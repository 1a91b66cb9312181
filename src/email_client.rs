//! src/email_client.rs

use crate::domain::ApplicantEmail;
use crate::uploads::{StoredUpload, DEFAULT_CONTENT_TYPE};
use anyhow::Context;
use lettre::message::header::ContentType;
use lettre::message::{Attachment, Mailbox, MultiPart, SinglePart};
use lettre::transport::stub::AsyncStubTransport;
use lettre::{AsyncSmtpTransport, AsyncTransport, Message, Tokio1Executor};
use uuid::Uuid;

/// Outbound mail mechanism.
pub enum MailTransport {
    Smtp(AsyncSmtpTransport<Tokio1Executor>),
    /// Records messages instead of sending them.
    Stub(AsyncStubTransport),
}

impl MailTransport {
    async fn send(&self, message: Message) -> anyhow::Result<()> {
        match self {
            MailTransport::Smtp(transport) => {
                let response = transport
                    .send(message)
                    .await
                    .context("The SMTP server refused the message.")?;
                tracing::info!(smtp.code = %response.code(), "Message accepted by SMTP server");
            }
            MailTransport::Stub(transport) => transport
                .send(message)
                .await
                .context("The stub transport refused the message.")?,
        }
        Ok(())
    }
}

/// Everything needed to compose one email to the admissions office.
#[derive(Debug, Default)]
pub struct EmailContent {
    pub subject: String,
    pub text_body: String,
    pub html_body: Option<String>,
    pub reply_to: Option<ApplicantEmail>,
    pub attachments: Vec<StoredUpload>,
}

pub struct EmailClient {
    transport: MailTransport,
    sender: Mailbox,
    recipient: Mailbox,
}

impl EmailClient {
    pub fn new(transport: MailTransport, sender: Mailbox, recipient: Mailbox) -> Self {
        Self {
            transport,
            sender,
            recipient,
        }
    }

    /// Send `content` to the admissions office and return the `Message-ID`.
    #[tracing::instrument(
        name = "Send email",
        skip(self, content),
        fields(
            subject = %content.subject,
            attachments = content.attachments.len(),
            message_id = tracing::field::Empty
        )
    )]
    pub async fn send_email(&self, content: EmailContent) -> anyhow::Result<String> {
        let message_id = self.generate_message_id();
        tracing::Span::current().record("message_id", tracing::field::display(&message_id));
        let message = self.compose(content, message_id.clone()).await?;
        self.transport.send(message).await?;
        Ok(message_id)
    }

    fn generate_message_id(&self) -> String {
        format!("<{}@{}>", Uuid::new_v4(), self.sender.email.domain())
    }

    async fn compose(&self, content: EmailContent, message_id: String) -> anyhow::Result<Message> {
        let mut builder = Message::builder()
            .message_id(Some(message_id))
            .from(self.sender.clone())
            .to(self.recipient.clone())
            .subject(content.subject);
        if let Some(reply_to) = content.reply_to {
            let mailbox: Mailbox = reply_to
                .as_ref()
                .parse()
                .with_context(|| format!("`{}` can not be used as reply-to address.", reply_to))?;
            builder = builder.reply_to(mailbox);
        }

        let message = if content.html_body.is_none() && content.attachments.is_empty() {
            builder
                .header(ContentType::TEXT_PLAIN)
                .body(content.text_body)
        } else {
            let mut mixed = match content.html_body {
                Some(html_body) => MultiPart::mixed().multipart(MultiPart::alternative_plain_html(
                    content.text_body,
                    html_body,
                )),
                None => MultiPart::mixed().singlepart(SinglePart::plain(content.text_body)),
            };
            for upload in &content.attachments {
                mixed = mixed.singlepart(read_attachment(upload).await?);
            }
            builder.multipart(mixed)
        };
        message.context("Failed to build the email message.")
    }
}

/// Attachments are read back from their temp path when the mail is composed.
async fn read_attachment(upload: &StoredUpload) -> anyhow::Result<SinglePart> {
    let bytes = tokio::fs::read(&upload.path)
        .await
        .with_context(|| format!("Failed to read attachment {}", upload.path.display()))?;
    let content_type = ContentType::parse(&upload.content_type)
        .or_else(|_| ContentType::parse(DEFAULT_CONTENT_TYPE))
        .context("Failed to determine attachment content type.")?;
    Ok(Attachment::new(upload.filename.clone()).body(bytes, content_type))
}
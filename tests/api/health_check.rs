//! tests/api/health_check.rs

use crate::helpers::spawn_app;

#[tokio::test]
async fn health_check_works() {
    // Arrange
    let app = spawn_app().await;

    // Act
    let response = app.get_response_from_url("/health_check").await;

    // Assert
    assert!(response.status().is_success());
    assert_eq!(Some(0), response.content_length());
}
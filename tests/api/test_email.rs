//! tests/api/test_email.rs

use crate::helpers::{spawn_app, spawn_app_with, Mail};

#[tokio::test]
async fn test_email_is_sent_through_the_configured_transport() {
    // Arrange
    let app = spawn_app().await;

    // Act
    let response = app.get_test_email().await;

    // Assert
    assert_eq!(200, response.status().as_u16());
    let body: serde_json::Value = response.json().await.unwrap();
    assert_eq!(body["success"], true);
    assert_eq!(body["message"], "Test email sent");

    let sent = app.sent_emails().await;
    assert_eq!(sent.len(), 1);
    assert!(sent[0].contains("Subject: SMTP Test Successful"));
    assert!(sent[0].contains("Your email configuration is working!"));
}

#[tokio::test]
async fn test_email_reports_a_500_when_the_transport_refuses() {
    // Arrange
    let app = spawn_app_with(Mail::Refused, false).await;

    // Act
    let response = app.get_test_email().await;

    // Assert
    assert_eq!(500, response.status().as_u16());
    let body: serde_json::Value = response.json().await.unwrap();
    assert_eq!(body["success"], false);
    assert_eq!(body["error"], "Failed to send the test email.");
}
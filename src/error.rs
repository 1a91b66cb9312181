//! src/error.rs

use crate::domain::ValidationError;
use crate::payment_client::PaymentError;
use actix_web::http::StatusCode;
use actix_web::{HttpResponse, ResponseError};

pub type ApiResult<T> = Result<T, ApiError>;

pub fn error_chain_fmt(
    e: &impl std::error::Error,
    f: &mut std::fmt::Formatter<'_>,
) -> std::fmt::Result {
    writeln!(f, "{}\n", e)?;
    let mut current = e.source();
    while let Some(cause) = current {
        writeln!(f, "Caused by:\n\t{}", cause)?;
        current = cause.source();
    }
    Ok(())
}

#[derive(thiserror::Error)]
pub enum ApiError {
    #[error(transparent)]
    Validation(#[from] ValidationError),
    #[error("{0}")]
    MalformedBody(String),
    #[error("{0}")]
    PaymentRejected(String),
    #[error(transparent)]
    UnexpectedError(#[from] anyhow::Error),
}

impl std::fmt::Debug for ApiError {
    fn fmt(&self, f: &mut std::fmt::Formatter<'_>) -> std::fmt::Result {
        error_chain_fmt(self, f)
    }
}

/// JSON envelope returned for every failed API call
#[derive(serde::Serialize, serde::Deserialize, Debug)]
pub struct ErrorBody {
    pub success: bool,
    pub error: String,
}

impl From<PaymentError> for ApiError {
    fn from(e: PaymentError) -> Self {
        match e {
            PaymentError::Rejected(message) => ApiError::PaymentRejected(message),
            PaymentError::UnexpectedError(e) => {
                ApiError::UnexpectedError(e.context("Internal server error during verification"))
            }
        }
    }
}

impl ResponseError for ApiError {
    fn status_code(&self) -> StatusCode {
        match self {
            // a submission without its required fields is answered like a failed send
            ApiError::Validation(ValidationError::MissingFields(_)) => {
                StatusCode::INTERNAL_SERVER_ERROR
            }
            ApiError::Validation(_) => StatusCode::BAD_REQUEST,
            ApiError::MalformedBody(_) => StatusCode::BAD_REQUEST,
            ApiError::PaymentRejected(_) => StatusCode::BAD_REQUEST,
            ApiError::UnexpectedError(_) => StatusCode::INTERNAL_SERVER_ERROR,
        }
    }

    fn error_response(&self) -> HttpResponse {
        // Display of anyhow::Error only shows the outermost context,
        // the cause chain stays in the logs.
        HttpResponse::build(self.status_code()).json(ErrorBody {
            success: false,
            error: self.to_string(),
        })
    }
}
//! src/routes/api/send_application_email.rs

use actix_multipart::Multipart;
use actix_web::{web, HttpResponse};
use anyhow::Context;
use futures_util::StreamExt;
use tracing::field::display;
use tracing::Span;

use crate::configuration::UploadSettings;
use crate::domain::{ApplicationFields, NewApplication, ValidationError};
use crate::email_client::{EmailClient, EmailContent};
use crate::error::{ApiError, ApiResult};
use crate::uploads::TempUploads;

#[derive(serde::Serialize, serde::Deserialize, Debug)]
#[serde(rename_all = "camelCase")]
pub struct SubmissionResponse {
    pub success: bool,
    pub message_id: String,
}

#[tracing::instrument(
    name = "Submit an admission application",
    skip_all,
    fields(
        applicant_email = tracing::field::Empty,
        payment_reference = tracing::field::Empty
    )
)]
pub async fn send_application_email(
    payload: Multipart,
    email_client: web::Data<EmailClient>,
    upload_settings: web::Data<UploadSettings>,
) -> ApiResult<HttpResponse> {
    let mut uploads = TempUploads::new(upload_settings.temp_dir.clone());
    let outcome = submit_application(payload, &email_client, &mut uploads).await;
    // temp files go away whether the mail went out or not
    uploads.cleanup().await;
    let message_id = outcome?;
    Ok(HttpResponse::Ok().json(SubmissionResponse {
        success: true,
        message_id,
    }))
}

async fn submit_application(
    payload: Multipart,
    email_client: &EmailClient,
    uploads: &mut TempUploads,
) -> ApiResult<String> {
    uploads
        .prepare()
        .await
        .context("Failed to store the uploaded files.")?;
    let fields = read_submission(payload, uploads).await?;
    let application: NewApplication = fields.try_into()?;
    Span::current().record("applicant_email", display(&application.email));
    if let Some(reference) = &application.payment_reference {
        Span::current().record("payment_reference", display(reference));
    }

    let content = EmailContent {
        subject: application.subject(),
        text_body: application.text_body(),
        html_body: Some(application.html_body()),
        reply_to: Some(application.email.clone()),
        attachments: uploads.files().to_vec(),
    };
    let message_id = email_client
        .send_email(content)
        .await
        .context("Failed to send the application email.")?;
    Ok(message_id)
}

/// Split the multipart body into text fields and files.
///
/// Parts carrying a file name are files and land in `uploads`,
/// every other part is a text field.
#[tracing::instrument(name = "Read application form data", skip_all)]
async fn read_submission(
    mut payload: Multipart,
    uploads: &mut TempUploads,
) -> ApiResult<ApplicationFields> {
    let mut fields = ApplicationFields::new();
    while let Some(part) = payload.next().await {
        let mut part = part.map_err(|e| ApiError::MalformedBody(format!("Invalid form data: {}", e)))?;
        let name = part.name().unwrap_or_default().to_string();
        let filename = part
            .content_disposition()
            .and_then(|cd| cd.get_filename())
            .map(str::to_string);
        let content_type = part.content_type().map(|mime| mime.to_string());

        let mut bytes = Vec::new();
        while let Some(chunk) = part.next().await {
            let chunk =
                chunk.map_err(|e| ApiError::MalformedBody(format!("Invalid form data: {}", e)))?;
            bytes.extend_from_slice(&chunk);
        }

        match filename {
            Some(filename) => {
                uploads
                    .store(&filename, content_type.as_deref(), &bytes)
                    .await
                    .context("Failed to store the uploaded files.")?;
            }
            None if name.is_empty() => {}
            None => {
                let value = String::from_utf8(bytes)
                    .map_err(|_| ValidationError::InvalidFieldEncoding(name.clone()))?;
                fields.insert(name, value);
            }
        }
    }
    Ok(fields)
}
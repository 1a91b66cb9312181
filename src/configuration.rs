//! src/configuration.rs

use crate::email_client::{EmailClient, MailTransport};
use crate::payment_client::PaystackClient;
use anyhow::Context;
use lettre::message::Mailbox;
use lettre::transport::smtp::authentication::Credentials;
use lettre::transport::smtp::client::{Tls, TlsParameters};
use lettre::{AsyncSmtpTransport, Tokio1Executor};
use secrecy::{ExposeSecret, Secret};
use serde_aux::field_attributes::deserialize_number_from_string;
use std::path::PathBuf;
use std::time::Duration;

#[derive(serde::Deserialize, Clone)]
pub struct Settings {
    pub application: ApplicationSettings,
    pub email: EmailSettings,
    pub payment: PaymentSettings,
    pub uploads: UploadSettings,
}

#[derive(serde::Deserialize, Clone)]
pub struct ApplicationSettings {
    #[serde(deserialize_with = "deserialize_number_from_string")]
    pub port: u16,
    pub host: String,
}

#[derive(serde::Deserialize, Clone)]
pub struct EmailSettings {
    pub host: String,
    #[serde(deserialize_with = "deserialize_number_from_string")]
    pub port: u16,
    pub username: String,
    pub password: Secret<String>,
    pub sender_email: String,
    pub sender_name: String,
    pub admin_email: String,
    /// TLS from the first byte (port 465) instead of STARTTLS
    pub implicit_tls: bool,
    pub accept_invalid_certs: bool,
    pub timeout_milliseconds: u64,
}

impl EmailSettings {
    pub fn sender(&self) -> anyhow::Result<Mailbox> {
        let address = self
            .sender_email
            .parse()
            .with_context(|| format!("`{}` is not a valid sender email.", self.sender_email))?;
        Ok(Mailbox::new(Some(self.sender_name.clone()), address))
    }

    pub fn admin(&self) -> anyhow::Result<Mailbox> {
        self.admin_email
            .parse()
            .with_context(|| format!("`{}` is not a valid admin email.", self.admin_email))
    }

    pub fn timeout(&self) -> Duration {
        Duration::from_millis(self.timeout_milliseconds)
    }

    /// Build the SMTP transport described by these settings.
    pub fn transport(&self) -> anyhow::Result<MailTransport> {
        let tls_parameters = TlsParameters::builder(self.host.clone())
            .dangerous_accept_invalid_certs(self.accept_invalid_certs)
            .build()
            .context("Failed to build TLS parameters for the SMTP transport.")?;
        let tls = if self.implicit_tls {
            Tls::Wrapper(tls_parameters)
        } else {
            Tls::Required(tls_parameters)
        };
        let credentials = Credentials::new(
            self.username.clone(),
            self.password.expose_secret().clone(),
        );
        let transport = AsyncSmtpTransport::<Tokio1Executor>::builder_dangerous(&self.host)
            .port(self.port)
            .tls(tls)
            .credentials(credentials)
            .timeout(Some(self.timeout()))
            .build();
        Ok(MailTransport::Smtp(transport))
    }

    pub fn client(&self) -> anyhow::Result<EmailClient> {
        Ok(EmailClient::new(
            self.transport()?,
            self.sender()?,
            self.admin()?,
        ))
    }
}

#[derive(serde::Deserialize, Clone)]
pub struct PaymentSettings {
    pub base_url: String,
    pub secret_key: Secret<String>,
    pub public_key: String,
    /// application fee in kobo
    pub application_fee_kobo: u64,
    /// answer verification requests locally without calling the provider
    pub mock_verification: bool,
    pub timeout_milliseconds: u64,
}

impl PaymentSettings {
    pub fn timeout(&self) -> Duration {
        Duration::from_millis(self.timeout_milliseconds)
    }

    pub fn client(&self) -> anyhow::Result<PaystackClient> {
        PaystackClient::new(self.base_url.clone(), self.secret_key.clone(), self.timeout())
    }
}

#[derive(serde::Deserialize, Clone)]
pub struct UploadSettings {
    pub temp_dir: PathBuf,
}

/// The possible runtime environment for our application.
#[derive(Debug)]
pub enum Environment {
    Local,
    Production,
}

impl Environment {
    pub fn as_str(&self) -> &'static str {
        match self {
            Environment::Local => "local",
            Environment::Production => "production",
        }
    }
}

impl TryFrom<String> for Environment {
    type Error = String;

    fn try_from(s: String) -> Result<Self, Self::Error> {
        match s.to_lowercase().as_str() {
            "local" => Ok(Self::Local),
            "production" => Ok(Self::Production),
            other => Err(format!(
                "{} is not a supported environment. Use either `local` or `production`.",
                other
            )),
        }
    }
}

pub fn get_configuration() -> Result<Settings, config::ConfigError> {
    let base_path = std::env::current_dir().expect("Failed to determine the current directory");
    let configuration_directory = base_path.join("configuration");

    // Detect the running environment.
    // Default to `local` if unspecified.
    let environment: Environment = std::env::var("APP_ENVIRONMENT")
        .unwrap_or_else(|_| "local".into())
        .try_into()
        .expect("Failed to parse APP_ENVIRONMENT.");
    let environment_filename = format!("{}.yaml", environment.as_str());

    let settings = config::Config::builder()
        .add_source(config::File::from(
            configuration_directory.join("base.yaml"),
        ))
        .add_source(config::File::from(
            configuration_directory.join(environment_filename),
        ))
        // Add in settings from environment variables (with a prefix of APP and '__' as separator)
        // E.g. `APP_EMAIL__PASSWORD=...` would set `Settings.email.password`
        .add_source(
            config::Environment::with_prefix("APP")
                .prefix_separator("_")
                .separator("__"),
        )
        .build()?;

    settings.try_deserialize::<Settings>()
}
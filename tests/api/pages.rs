//! tests/api/pages.rs

use crate::helpers::spawn_app;
use scraper::{Html, Selector};

#[tokio::test]
async fn home_page_links_to_the_application_form() {
    // Arrange
    let app = spawn_app().await;

    // Act
    let response = app.get_response_from_url("/").await;

    // Assert
    assert_eq!(200, response.status().as_u16());
    let document = Html::parse_document(&response.text().await.unwrap());
    let selector = Selector::parse("a#apply").unwrap();
    let link = document.select(&selector).next().expect("No apply link");
    assert_eq!(link.value().attr("href"), Some("/apply"));
}

#[tokio::test]
async fn home_page_shows_the_contact_address() {
    // Arrange
    let app = spawn_app().await;

    // Act
    let html = app.get_html("/").await;

    // Assert
    assert!(html.contains("mailto:admission@riverdaleedu.ng"));
}

#[tokio::test]
async fn application_form_renders_every_step_and_the_fee() {
    // Arrange
    let app = spawn_app().await;

    // Act
    let html = app.get_html("/apply").await;

    // Assert
    let document = Html::parse_document(&html);
    for name in ["firstName", "lastName", "email", "photo", "agreeTerms"] {
        let selector = Selector::parse(&format!("[name=\"{}\"]", name)).unwrap();
        assert!(
            document.select(&selector).next().is_some(),
            "The form has no input named {}.",
            name
        );
    }
    assert!(html.contains("of 8"));
    assert!(html.contains("₦20,000"));
}

#[tokio::test]
async fn confirmation_page_links_back_home() {
    // Arrange
    let app = spawn_app().await;

    // Act
    let response = app.get_response_from_url("/confirmation").await;

    // Assert
    assert_eq!(200, response.status().as_u16());
    let document = Html::parse_document(&response.text().await.unwrap());
    let selector = Selector::parse("a#home").unwrap();
    let link = document.select(&selector).next().expect("No home link");
    assert_eq!(link.value().attr("href"), Some("/"));
}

* [Description of the task]: Your job is to return all lines above that hold the word "mixed".

* [Answer box]:
            let mut mixed = match content.html_body {
                Some(html_body) => MultiPart::mixed().multipart(MultiPart::alternative_plain_html(
                None => MultiPart::mixed().singlepart(SinglePart::plain(content.text_body)),
                mixed = mixed.singlepart(read_attachment(upload).await?);
            builder.multipart(mixed)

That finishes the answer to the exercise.